The high commissioner declared that "to pull the region back from the brink and prevent the further loss of civilian life and destruction of vital public infrastructure, renewed diplomatic efforts are critical."
He also acknowledged an upcoming Muslim holiday: "Many across the region and beyond will be observing Eid al-Fitr this weekend in circumstances of hardship, uncertainty, and fear. I extend my Eid wishes to all those who observe it, and my heartfelt solidarity to all those enduring the hardships of conflict and instability."
Citing the Iranian Health Ministry, Drop Site News reported Thursday that "at least 1,444 people have been killed and 18,551 injured" across Iran.

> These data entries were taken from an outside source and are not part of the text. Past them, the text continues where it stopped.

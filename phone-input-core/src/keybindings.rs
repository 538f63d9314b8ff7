//! Context-aware keybindings for the phone field and the country picker
//!
//! Bindings map a command name to a list of key strings (`"ctrl+k"`,
//! `"alt+down"`, `"esc"`). They are grouped by a [`BindingContext`] so the
//! same key can mean different things in the field and in the picker, and
//! they round-trip through serde so a config file can override them.

use crossterm::event::{KeyCode, KeyEvent, KeyEventKind, KeyEventState, KeyModifiers};
use serde::{Deserialize, Deserializer, Serialize, Serializer};
use std::collections::HashMap;
use std::hash::Hash;

/// A keybinding context (which part of the widget has focus)
pub trait BindingContext: Clone + Copy + Eq + Hash {
    /// Context name as used in config files
    fn name(&self) -> &'static str;

    /// Parse a context from its config name
    fn from_name(name: &str) -> Option<Self>;

    /// Every context value
    fn all() -> &'static [Self];
}

/// Keybindings grouped by context, with a global fallback group
#[derive(Debug, Clone)]
pub struct Keybindings<C: BindingContext> {
    global: HashMap<String, Vec<String>>,
    contexts: HashMap<C, HashMap<String, Vec<String>>>,
}

impl<C: BindingContext> Default for Keybindings<C> {
    fn default() -> Self {
        Self::new()
    }
}

impl<C: BindingContext> Serialize for Keybindings<C> {
    fn serialize<S>(&self, serializer: S) -> Result<S::Ok, S::Error>
    where
        S: Serializer,
    {
        use serde::ser::SerializeMap;

        let mut map = serializer.serialize_map(Some(1 + self.contexts.len()))?;
        map.serialize_entry("global", &self.global)?;
        for (context, bindings) in &self.contexts {
            map.serialize_entry(context.name(), bindings)?;
        }
        map.end()
    }
}

impl<'de, C: BindingContext> Deserialize<'de> for Keybindings<C> {
    fn deserialize<D>(deserializer: D) -> Result<Self, D::Error>
    where
        D: Deserializer<'de>,
    {
        let raw: HashMap<String, HashMap<String, Vec<String>>> =
            HashMap::deserialize(deserializer)?;

        let mut keybindings = Keybindings::new();
        for (context_name, bindings) in raw {
            if context_name == "global" {
                keybindings.global = bindings;
            } else if let Some(context) = C::from_name(&context_name) {
                keybindings.contexts.insert(context, bindings);
            } else {
                tracing::warn!(context = %context_name, "Ignoring unknown keybinding context");
            }
        }
        Ok(keybindings)
    }
}

impl<C: BindingContext> Keybindings<C> {
    /// Create an empty set of bindings
    pub fn new() -> Self {
        Self {
            global: HashMap::new(),
            contexts: HashMap::new(),
        }
    }

    /// Bind keys to a command in every context
    pub fn add_global(&mut self, command: impl Into<String>, keys: Vec<String>) {
        self.global.insert(command.into(), keys);
    }

    /// Bind keys to a command in one context
    pub fn add(&mut self, context: C, command: impl Into<String>, keys: Vec<String>) {
        self.contexts
            .entry(context)
            .or_default()
            .insert(command.into(), keys);
    }

    /// Bindings of a single context
    pub fn context_bindings(&self, context: C) -> Option<&HashMap<String, Vec<String>>> {
        self.contexts.get(&context)
    }

    /// Command bound to `key` in `context`, falling back to global bindings
    pub fn get_command(&self, key: KeyEvent, context: C) -> Option<&str> {
        self.contexts
            .get(&context)
            .and_then(|bindings| find_command(key, bindings))
            .or_else(|| find_command(key, &self.global))
    }

    /// First key string bound to `command` in `context` (for hints)
    pub fn first_key(&self, command: &str, context: C) -> Option<&str> {
        self.contexts
            .get(&context)
            .and_then(|bindings| bindings.get(command))
            .and_then(|keys| keys.first())
            .or_else(|| self.global.get(command).and_then(|keys| keys.first()))
            .map(String::as_str)
    }

    /// Overlay `user` bindings on top of `defaults`, command by command
    pub fn merge(mut defaults: Self, user: Self) -> Self {
        defaults.global.extend(user.global);
        for (context, bindings) in user.contexts {
            defaults.contexts.entry(context).or_default().extend(bindings);
        }
        defaults
    }
}

fn find_command(key: KeyEvent, bindings: &HashMap<String, Vec<String>>) -> Option<&str> {
    bindings.iter().find_map(|(command, keys)| {
        keys.iter()
            .filter_map(|key_str| parse_key_string(key_str))
            .any(|bound| key_matches(&bound, &key))
            .then_some(command.as_str())
    })
}

/// Compare code and modifiers; characters compare case-insensitively
fn key_matches(bound: &KeyEvent, key: &KeyEvent) -> bool {
    let codes_match = match (bound.code, key.code) {
        (KeyCode::Char(a), KeyCode::Char(b)) => a.to_lowercase().eq(b.to_lowercase()),
        (a, b) => a == b,
    };
    codes_match && bound.modifiers == key.modifiers
}

fn named_key(name: &str) -> Option<KeyCode> {
    let code = match name {
        "esc" | "escape" => KeyCode::Esc,
        "enter" | "return" => KeyCode::Enter,
        "tab" => KeyCode::Tab,
        "backtab" => KeyCode::BackTab,
        "backspace" => KeyCode::Backspace,
        "up" => KeyCode::Up,
        "down" => KeyCode::Down,
        "left" => KeyCode::Left,
        "right" => KeyCode::Right,
        "home" => KeyCode::Home,
        "end" => KeyCode::End,
        "pageup" => KeyCode::PageUp,
        "pagedown" => KeyCode::PageDown,
        "delete" => KeyCode::Delete,
        "insert" => KeyCode::Insert,
        "space" => KeyCode::Char(' '),
        f if f.len() > 1 && f.starts_with('f') => KeyCode::F(f[1..].parse().ok()?),
        c => {
            let mut chars = c.chars();
            let ch = chars.next()?;
            if chars.next().is_some() {
                return None;
            }
            KeyCode::Char(ch)
        }
    };
    Some(code)
}

/// Parse a key string like `"q"`, `"esc"`, `"ctrl+k"`, `"shift+tab"` into a `KeyEvent`
pub fn parse_key_string(key_str: &str) -> Option<KeyEvent> {
    let key_str = key_str.trim().to_lowercase();
    if key_str.is_empty() {
        return None;
    }

    // A lone "+" is the plus key, not a separator
    let (modifier_parts, key_part) = match key_str.rsplit_once('+') {
        Some((mods, "")) => (mods.trim_end_matches('+'), "+"),
        Some((mods, key)) => (mods, key),
        None => ("", key_str.as_str()),
    };

    let mut modifiers = KeyModifiers::empty();
    for part in modifier_parts.split('+').map(str::trim).filter(|p| !p.is_empty()) {
        match part {
            "ctrl" | "control" => modifiers |= KeyModifiers::CONTROL,
            "shift" => modifiers |= KeyModifiers::SHIFT,
            "alt" => modifiers |= KeyModifiers::ALT,
            _ => return None,
        }
    }

    let mut code = named_key(key_part.trim())?;
    if code == KeyCode::Tab && modifiers.contains(KeyModifiers::SHIFT) {
        code = KeyCode::BackTab;
    }
    if code == KeyCode::BackTab {
        modifiers |= KeyModifiers::SHIFT;
    }

    Some(KeyEvent {
        code,
        modifiers,
        kind: KeyEventKind::Press,
        state: KeyEventState::empty(),
    })
}

/// Format a key string for hints (`"ctrl+k"` -> `"^K"`, `"alt+down"` -> `"Alt+Down"`)
pub fn format_key_for_display(key_str: &str) -> String {
    let Some(key) = parse_key_string(key_str) else {
        return key_str.to_string();
    };

    let name = match key.code {
        KeyCode::Esc => "Esc".to_string(),
        KeyCode::Enter => "Enter".to_string(),
        KeyCode::Tab => "Tab".to_string(),
        KeyCode::BackTab => return "Shift+Tab".to_string(),
        KeyCode::Backspace => "Backspace".to_string(),
        KeyCode::Up => "Up".to_string(),
        KeyCode::Down => "Down".to_string(),
        KeyCode::Left => "Left".to_string(),
        KeyCode::Right => "Right".to_string(),
        KeyCode::Home => "Home".to_string(),
        KeyCode::End => "End".to_string(),
        KeyCode::PageUp => "PgUp".to_string(),
        KeyCode::PageDown => "PgDn".to_string(),
        KeyCode::Delete => "Del".to_string(),
        KeyCode::Insert => "Ins".to_string(),
        KeyCode::F(n) => format!("F{}", n),
        KeyCode::Char(' ') => "Space".to_string(),
        KeyCode::Char(c) => c.to_uppercase().collect(),
        _ => key_str.to_string(),
    };

    let mut prefix = String::new();
    if key.modifiers.contains(KeyModifiers::CONTROL) {
        prefix.push('^');
    }
    if key.modifiers.contains(KeyModifiers::ALT) {
        prefix.push_str("Alt+");
    }
    if key.modifiers.contains(KeyModifiers::SHIFT) {
        prefix.push_str("Shift+");
    }
    format!("{}{}", prefix, name)
}

#[cfg(test)]
mod tests {
    use super::*;

    #[derive(Clone, Copy, PartialEq, Eq, Hash, Debug)]
    enum TestContext {
        Field,
        Picker,
    }

    impl BindingContext for TestContext {
        fn name(&self) -> &'static str {
            match self {
                TestContext::Field => "field",
                TestContext::Picker => "picker",
            }
        }

        fn from_name(name: &str) -> Option<Self> {
            match name {
                "field" => Some(TestContext::Field),
                "picker" => Some(TestContext::Picker),
                _ => None,
            }
        }

        fn all() -> &'static [Self] {
            &[TestContext::Field, TestContext::Picker]
        }
    }

    #[test]
    fn test_parse_simple_key() {
        let result = parse_key_string("q").unwrap();
        assert_eq!(result.code, KeyCode::Char('q'));
        assert_eq!(result.modifiers, KeyModifiers::empty());
    }

    #[test]
    fn test_parse_modified_keys() {
        let result = parse_key_string("ctrl+k").unwrap();
        assert_eq!(result.code, KeyCode::Char('k'));
        assert!(result.modifiers.contains(KeyModifiers::CONTROL));

        let result = parse_key_string("alt+down").unwrap();
        assert_eq!(result.code, KeyCode::Down);
        assert!(result.modifiers.contains(KeyModifiers::ALT));
    }

    #[test]
    fn test_parse_shift_tab() {
        for s in ["shift+tab", "backtab"] {
            let result = parse_key_string(s).unwrap();
            assert_eq!(result.code, KeyCode::BackTab);
            assert!(result.modifiers.contains(KeyModifiers::SHIFT));
        }
    }

    #[test]
    fn test_parse_plus_and_function_keys() {
        assert_eq!(parse_key_string("+").unwrap().code, KeyCode::Char('+'));
        assert_eq!(parse_key_string("f12").unwrap().code, KeyCode::F(12));
    }

    #[test]
    fn test_parse_rejects_garbage() {
        assert!(parse_key_string("").is_none());
        assert!(parse_key_string("hyper+x").is_none());
        assert!(parse_key_string("notakey").is_none());
    }

    #[test]
    fn test_get_command_context_then_global() {
        let mut bindings: Keybindings<TestContext> = Keybindings::new();
        bindings.add_global("quit", vec!["ctrl+q".to_string()]);
        bindings.add(TestContext::Picker, "close", vec!["esc".to_string()]);

        let quit = parse_key_string("ctrl+q").unwrap();
        assert_eq!(bindings.get_command(quit, TestContext::Field), Some("quit"));
        assert_eq!(bindings.get_command(quit, TestContext::Picker), Some("quit"));

        let esc = parse_key_string("esc").unwrap();
        assert_eq!(bindings.get_command(esc, TestContext::Picker), Some("close"));
        assert_eq!(bindings.get_command(esc, TestContext::Field), None);
    }

    #[test]
    fn test_merge_overrides_per_command() {
        let mut defaults: Keybindings<TestContext> = Keybindings::new();
        defaults.add(TestContext::Field, "open_picker", vec!["ctrl+k".into()]);
        defaults.add(TestContext::Picker, "close", vec!["esc".into()]);

        let mut user: Keybindings<TestContext> = Keybindings::new();
        user.add(TestContext::Field, "open_picker", vec!["f2".into()]);

        let merged = Keybindings::merge(defaults, user);
        assert_eq!(merged.first_key("open_picker", TestContext::Field), Some("f2"));
        assert_eq!(merged.first_key("close", TestContext::Picker), Some("esc"));
    }

    #[test]
    fn test_deserialize_ignores_unknown_context() {
        let json = r#"{ "picker": { "close": ["esc"] }, "bogus": { "x": ["y"] } }"#;
        let bindings: Keybindings<TestContext> = serde_json::from_str(json).unwrap();
        assert!(bindings.context_bindings(TestContext::Picker).is_some());
        assert!(bindings.context_bindings(TestContext::Field).is_none());
    }

    #[test]
    fn test_format_key_for_display() {
        assert_eq!(format_key_for_display("q"), "Q");
        assert_eq!(format_key_for_display("ctrl+k"), "^K");
        assert_eq!(format_key_for_display("alt+down"), "Alt+Down");
        assert_eq!(format_key_for_display("shift+tab"), "Shift+Tab");
    }
}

Reuters noted that as of Wednesday, the US-based Human Rights Activists News Agency put the death toll in Iran even higher, at 3,134. The Lebanese Ministry of Public Health said Thursday that Israeli attacks this month have killed 1,001 people and wounded 2,584 across Lebanon.
Additionally, Iranian missiles have killed at least 15 Israeli civilians and four Palestinian women in the illegally occupied West Bank, according to Reuters. The Israeli military has confirmed the deaths of two soldiers in Lebanon, and the Pentagon has verified that 13 US service members are dead, and another 200 have been wounded.
Despite the rising body count, and polling that shows the war is unpopular with the US public, including Trump voters, the president is seeking another $200 billion dollars from Congress, which has not authorized the war on Iran.
Responding to that request, US Sen. Chris Van Hollen (D-Md.) said that "the best way to end this war, protect our troops, save civilian lives, and rein in a lawless administration is to cut off funding. I'm a hell no."